Ten Things You (Probably) Didn't Know About Chickasaw Country

You think you know south-central Oklahoma … but do you know these facts? Read below to find out 10 little known facts you might not know about Chickasaw Country. 

1. Chickasaw Country is 13 counties of fun in south-central Oklahoma

Drive south of Oklahoma City or north from the Red River and you will hit Chickasaw Country! It is an area of 7,648 square miles in south-central Oklahoma full of lakes, waterfalls, ziplines, festivals, museums and so much more. The area is broken up into four different regions: Fire (northwest), Earth (northeast), Air (southwest) and Water (southeast). 

2. Oklahoma’s tallest waterfall is near Davis, Oklahoma

Deep in the heart of Chickasaw Country, in the Arbuckle Mountains, take Exit 51 to see a magnificent sight. Turner Falls is a 77-foot waterfall tucked into the mountains of south-central Oklahoma. The falls was discovered by Mazeppa Thomas Turner in 1878 and quickly became a national attraction. In the park, people can explore caves, creeks and Collings Castle. 

3. Marlow was once home to outlaws

When Marlow was first being settled, the Marlow family settled about one mile from the Chisholm Trail near Wild Horse Creek. During a crazy turn of events, the five Marlow sons were unjustly accused of horse thievery and four were arrested in 1888. While being transferred to a prison in Texas, they were ambushed and only two brothers survived. They escaped and became outlaws. Even a movie starring John Wayne, “The Sons of Katie Elder”, has been made to commemorate the true story.

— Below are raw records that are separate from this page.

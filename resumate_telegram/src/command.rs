use resumate_conversation::Command;
use teloxide::types::BotCommand;

const DESCRIPTIONS: [(Command, &str); 3] = [
    (Command::Start, "Show main menu"),
    (Command::Help, "Show help guide"),
    (Command::EndInterview, "Stop mock interview"),
];

/// Commands registered with Telegram for the client-side command menu.
#[must_use]
pub fn bot_commands() -> Vec<BotCommand> {
    DESCRIPTIONS
        .iter()
        .map(|(command, description)| BotCommand::new(command.name(), *description))
        .collect()
}
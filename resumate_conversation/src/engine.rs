//! The per-conversation state machine.
//!
//! | event                         | guard                   | next state              |
//! |-------------------------------|-------------------------|-------------------------|
//! | `/start`                      | -                       | none                    |
//! | top-level button              | -                       | none (session cleared)  |
//! | `mock_interview` button       | ≥ 1 parsed question     | mock interview          |
//! | PDF upload                    | MIME type is PDF        | résumé uploaded / none  |
//! | `action_*` button             | résumé uploaded         | unchanged               |
//! | `action_optimize_role` button | résumé uploaded         | waiting for job title   |
//! | text                          | waiting for job title   | none                    |
//! | text                          | mock interview          | mock interview / none   |
//! | `/end_interview`              | mock interview          | none                    |

use resumate_core::{
    AtsReport, ChatTransport, ConversationId, Interview, Keyboard, Mode, ResumeData, SendOptions,
    Session, SessionStore, TextGenerator, session::mode_of,
};
use std::sync::Arc;
use std::time::Duration;
use thiserror::Error;
use tracing::{debug, info, warn};

use crate::delivery::Deliverer;
use crate::event::{Action, Command, Event, FileRef};
use crate::ingest::DocumentIngestor;
use crate::interview::{format_question, parse_questions};
use crate::menu;
use crate::prompts::{self, QuestionBank};

const DEFAULT_QUESTION_COUNT: usize = 8;

#[derive(Debug, Error)]
pub enum ConversationError {
    #[error("session store error: {0}")]
    Store(#[from] anyhow::Error),
}

pub type Result<T> = std::result::Result<T, ConversationError>;

pub struct ConversationEngine {
    store: Arc<dyn SessionStore>,
    generator: Arc<dyn TextGenerator>,
    transport: Arc<dyn ChatTransport>,
    deliverer: Deliverer,
    ingestor: DocumentIngestor,
    question_count: usize,
}

impl ConversationEngine {
    pub fn new(
        store: Arc<dyn SessionStore>,
        generator: Arc<dyn TextGenerator>,
        transport: Arc<dyn ChatTransport>,
        ingestor: DocumentIngestor,
    ) -> Self {
        Self {
            store,
            generator,
            deliverer: Deliverer::new(Arc::clone(&transport)),
            transport,
            ingestor,
            question_count: DEFAULT_QUESTION_COUNT,
        }
    }

    /// Chunk size and pacing for outgoing replies.
    #[must_use]
    pub fn with_delivery(mut self, max_chunk_len: usize, chunk_delay: Duration) -> Self {
        self.deliverer = Deliverer::new(Arc::clone(&self.transport))
            .with_max_chunk_len(max_chunk_len)
            .with_chunk_delay(chunk_delay);
        self
    }

    /// Number of questions requested for a mock interview.
    #[must_use]
    pub fn with_question_count(mut self, question_count: usize) -> Self {
        self.question_count = question_count.max(1);
        self
    }

    /// Current mode of a conversation.
    pub async fn mode(&self, chat: ConversationId) -> Result<Mode> {
        Ok(mode_of(self.store.get(chat).await?.as_ref()))
    }

    /// Handle one inbound event to completion.
    pub async fn handle(&self, event: Event) -> Result<()> {
        let chat = event.conversation();
        debug!("[{chat}] Handling {} event", event.kind());

        match event {
            Event::Command { command, .. } => self.on_command(chat, command).await,
            Event::Button {
                interaction_id,
                action,
                ..
            } => self.on_button(chat, &interaction_id, action).await,
            Event::Text { text, .. } => self.on_text(chat, &text).await,
            Event::Document { file, .. } => self.on_document(chat, &file).await,
        }
    }

    async fn say(&self, chat: ConversationId, text: &str) {
        self.deliverer
            .deliver(chat, text, &SendOptions::default())
            .await;
    }

    async fn say_with_menu(&self, chat: ConversationId, text: &str, keyboard: Keyboard) {
        self.deliverer
            .deliver(chat, text, &SendOptions::with_keyboard(keyboard))
            .await;
    }

    async fn on_command(&self, chat: ConversationId, command: Command) -> Result<()> {
        info!("[{chat}] Command: /{}", command.name());
        match command {
            Command::Start => {
                self.store.delete(chat).await?;
                self.say_with_menu(chat, prompts::WELCOME, menu::main_menu())
                    .await;
            }
            Command::Help => self.say(chat, prompts::HELP).await,
            Command::EndInterview => {
                if let Some(Session::MockInterview(_)) = self.store.get(chat).await? {
                    self.store.delete(chat).await?;
                    self.say(chat, prompts::INTERVIEW_COMPLETE).await;
                } else {
                    self.say(chat, prompts::NO_ACTIVE_INTERVIEW).await;
                }
            }
        }
        Ok(())
    }

    async fn on_button(
        &self,
        chat: ConversationId,
        interaction_id: &str,
        action: Action,
    ) -> Result<()> {
        info!("[{chat}] Button: {}", action.code());

        if let Err(e) = self.transport.answer_interaction(interaction_id).await {
            warn!("[{chat}] Failed to acknowledge button press: {e}");
        }

        // A top-level button abandons whatever flow was in progress.
        if !action.is_resume_action() {
            self.store.delete(chat).await?;
        }

        match &action {
            Action::UploadResume => self.say(chat, prompts::UPLOAD_PROMPT).await,
            Action::AtsScore => self.say(chat, prompts::ATS_UPLOAD_PROMPT).await,
            Action::AnalyzeResume => self.say(chat, prompts::ANALYSIS_UPLOAD_PROMPT).await,
            Action::GenerateFromResume => {
                self.say(chat, prompts::FROM_RESUME_UPLOAD_PROMPT).await;
            }
            Action::GenerateQuestions => {
                self.say_with_menu(
                    chat,
                    prompts::QUESTION_TYPE_PROMPT,
                    menu::question_type_menu(),
                )
                .await;
            }
            Action::Help => self.say(chat, prompts::HELP).await,
            Action::GeneralQuestions => self.question_bank(chat, QuestionBank::General).await,
            Action::TechQuestions => self.question_bank(chat, QuestionBank::Technical).await,
            Action::BehavioralQuestions => {
                self.question_bank(chat, QuestionBank::Behavioral).await;
            }
            Action::MockInterview => self.start_mock_interview(chat).await?,
            Action::ResumeAts
            | Action::ResumeQuestions
            | Action::ResumeAnalysis
            | Action::ResumeOptimizeRole => self.on_resume_action(chat, &action).await?,
            Action::Other(_) if action.is_resume_action() => {
                self.on_resume_action(chat, &action).await?;
            }
            Action::Other(code) => debug!("[{chat}] Ignoring unknown action {code}"),
        }
        Ok(())
    }

    async fn on_resume_action(&self, chat: ConversationId, action: &Action) -> Result<()> {
        let Some(Session::ResumeUploaded(resume)) = self.store.get(chat).await? else {
            debug!("[{chat}] {} ignored: no uploaded resume", action.code());
            return Ok(());
        };

        match action {
            Action::ResumeAts => {
                let report = {
                    let mut rng = rand::thread_rng();
                    AtsReport::compute(&resume.text, &mut rng)
                };
                info!("[{chat}] ATS score {}", report.score);
                self.say(chat, &report.render()).await;
            }
            Action::ResumeQuestions => {
                if resume.skills.is_empty() {
                    self.say(chat, prompts::NO_SKILLS_FOR_QUESTIONS).await;
                    return Ok(());
                }
                self.say(chat, prompts::GENERATING_TAILORED).await;
                let questions = self
                    .generator
                    .complete(&prompts::tailored_questions(&resume.skills))
                    .await;
                self.say(
                    chat,
                    &prompts::titled("🎯 Tailored Interview Questions", &questions),
                )
                .await;
            }
            Action::ResumeAnalysis => {
                self.say(chat, prompts::ANALYZING_CONTENT).await;
                let analysis = self
                    .generator
                    .complete(&prompts::content_analysis(&resume.text))
                    .await;
                self.say(
                    chat,
                    &prompts::titled("📝 Resume Analysis Report", &analysis),
                )
                .await;
            }
            Action::ResumeOptimizeRole => {
                self.store
                    .set(chat, Session::WaitingForJobTitle(resume))
                    .await?;
                self.say(chat, prompts::JOB_TITLE_PROMPT).await;
            }
            other => debug!("[{chat}] Ignoring unknown resume action {}", other.code()),
        }
        Ok(())
    }

    async fn question_bank(&self, chat: ConversationId, bank: QuestionBank) {
        self.say(chat, bank.progress()).await;
        let questions = self.generator.complete(bank.prompt()).await;
        self.say(chat, &prompts::titled(bank.title(), &questions))
            .await;
    }

    async fn start_mock_interview(&self, chat: ConversationId) -> Result<()> {
        self.say(chat, prompts::INTERVIEW_INTRO).await;

        let reply = self
            .generator
            .complete(&prompts::mock_interview(self.question_count))
            .await;

        let Some(interview) = Interview::new(parse_questions(&reply)) else {
            warn!("[{chat}] No interview questions could be parsed from the reply");
            self.say(chat, prompts::INTERVIEW_FAILED).await;
            return Ok(());
        };

        info!(
            "[{chat}] Mock interview started with {} questions",
            interview.total()
        );
        let first = format_question(&interview);
        self.store.set(chat, Session::MockInterview(interview)).await?;
        self.say(chat, &first).await;
        Ok(())
    }

    async fn on_text(&self, chat: ConversationId, text: &str) -> Result<()> {
        match self.store.get(chat).await? {
            Some(Session::WaitingForJobTitle(resume)) => {
                self.optimize_for_role(chat, &resume, text.trim()).await
            }
            Some(Session::MockInterview(interview)) => {
                self.answer_question(chat, interview, text).await
            }
            other => {
                debug!("[{chat}] Ignoring text in mode {}", mode_of(other.as_ref()));
                Ok(())
            }
        }
    }

    async fn optimize_for_role(
        &self,
        chat: ConversationId,
        resume: &ResumeData,
        job_title: &str,
    ) -> Result<()> {
        info!("[{chat}] Optimizing resume for {job_title:?}");
        self.say(chat, &prompts::optimizing_for_role(job_title))
            .await;

        let optimization = self
            .generator
            .complete(&prompts::optimize_for_role(&resume.text, job_title))
            .await;
        self.say(chat, &prompts::optimization_result(job_title, &optimization))
            .await;

        self.store.delete(chat).await?;
        Ok(())
    }

    async fn answer_question(
        &self,
        chat: ConversationId,
        mut interview: Interview,
        answer: &str,
    ) -> Result<()> {
        let question = interview.current_question().to_string();
        interview.record_answer(answer);

        let feedback = self
            .generator
            .complete(&prompts::answer_feedback(&question, answer))
            .await;
        self.say(chat, &prompts::feedback(&feedback)).await;

        if interview.advance() {
            let next = format_question(&interview);
            self.store.set(chat, Session::MockInterview(interview)).await?;
            self.say(chat, &next).await;
        } else {
            info!(
                "[{chat}] Mock interview finished after {} answers",
                interview.answers().len()
            );
            self.store.delete(chat).await?;
            self.say(chat, prompts::INTERVIEW_COMPLETE).await;
        }
        Ok(())
    }

    async fn on_document(&self, chat: ConversationId, file: &FileRef) -> Result<()> {
        if !file.is_pdf() {
            info!(
                "[{chat}] Rejected upload with MIME type {:?}",
                file.mime_type
            );
            self.say(chat, prompts::ONLY_PDF).await;
            return Ok(());
        }

        self.say(chat, prompts::PROCESSING_RESUME).await;

        match self.ingestor.ingest(file).await {
            Ok(document) => {
                info!(
                    "[{chat}] Resume processed: {} skills detected",
                    document.skills.len()
                );
                let summary = prompts::resume_processed(&document.skills);
                self.store
                    .set(
                        chat,
                        Session::ResumeUploaded(ResumeData {
                            text: document.text,
                            skills: document.skills,
                            file_name: document.file_name,
                        }),
                    )
                    .await?;
                self.say_with_menu(chat, &summary, menu::resume_action_menu())
                    .await;
            }
            Err(e) => {
                warn!("[{chat}] Resume processing failed: {e}");
                self.store.delete(chat).await?;
                self.say(chat, prompts::PROCESSING_FAILED).await;
            }
        }
        Ok(())
    }
}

4. Platt National Park once had more visitors than Yellowstone or Yosemite

The Chickasaw National Recreation Area has an incredible history. It all began in 1902 as the Sulphur Springs Reservation to preserve the natural springs found in Sulphur. In 1906, it was renamed Platt National Park and became Oklahoma’s only National Park! In the early 1900s, the park attracted more people than Yellowstone or Yosemite. In 1976, Congress abolished Platt National Park and it became the Chickasaw National Recreation Area. 

5. Over five million cattle traveled on the Chisholm Trail 

More than 150 years ago, millions of cattle made their way north from Texas through what is now Duncan and Marlow on the Chisholm Trail. This famous trail was used in the 19thcentury to drive cattle to the Kansas railheads. Now, you can experience this famous part of the “old west” by visiting the Chisholm Trail Heritage Center in Duncan. 

6. Tishomingo is home to the Chickasaw Nation Capitol 

Tishomingo, Oklahoma, began as a trade center and served as the capital city of the Chickasaw Nation from 1856 until Oklahoma statehood in 1907. It was named after a Chickasaw chief who died in 1838. The Chickasaw Nation Capitol was constructed in 1897 and housed the Chickasaw governor and many other officers until statehood. The Chickasaw Nation Capitol is now a museum and is open Monday – Saturday. 

7. Oklahoma’s longest zipline is in the Arbuckle Mountains

There’s no shortage of fun in the Arbuckle Mountains! Just a few miles from Davis, you will find the Air Donkey Zipline Adventures. This zipline area has six ziplines and one sky bridge. One of the ziplines extends over 1800 feet, taking the title of Oklahoma’s longest zipline! The canopy tour is over two hours long and is guided by zipline professionals. 

8. Lake Murray is Oklahoma’s oldest and largest state park

Just a few miles southeast of Ardmore, you will find Lake Murray State Park. On April 10, 1933, the Oklahoma legislature purchased the land that now is the park, and construction soon began on the 12,496-acre recreational area and man-made lake encompassing 5,728-acre. The Works Progress Administration built camping areas, hiking trails, and picnic tables. Nearly 90 years later, Lake Murray State Park is still one of Oklahoma’s most beautiful areas to explore and relax! 

9. The Arbuckle Mountain Fried Pies shop sells 3,000 pies every day

In the late 1800s, Maude Pletcher began perfecting her recipe for pies at her farm. People would travel from near and far to try a delicious pie from the “pie lady.” Now, Maude’s grandson, Jerry Pletcher, carries on Maude’s legacy with her pie recipe at the Arbuckle Mountain Fried Pies.  In the summer, the pie shop sells around 3,000 pies every day. The pies range from fruit pies like apple and peach to cream pies like chocolate and coconut. 

10. Braum’s Family Farm is over 10,000 acres

In 1975, the Braum’s dairy herd moved from Kansas to Tuttle, Okla. Now, Braum’s Family Farm is one of the largest dairy operations in the world with more than 10,000 acres of land and a state-of-the-art facility. Braum’s produces ice cream, milk, fresh bakery items and other delicious treats. Guided tours are available Monday – Friday and last about two hours.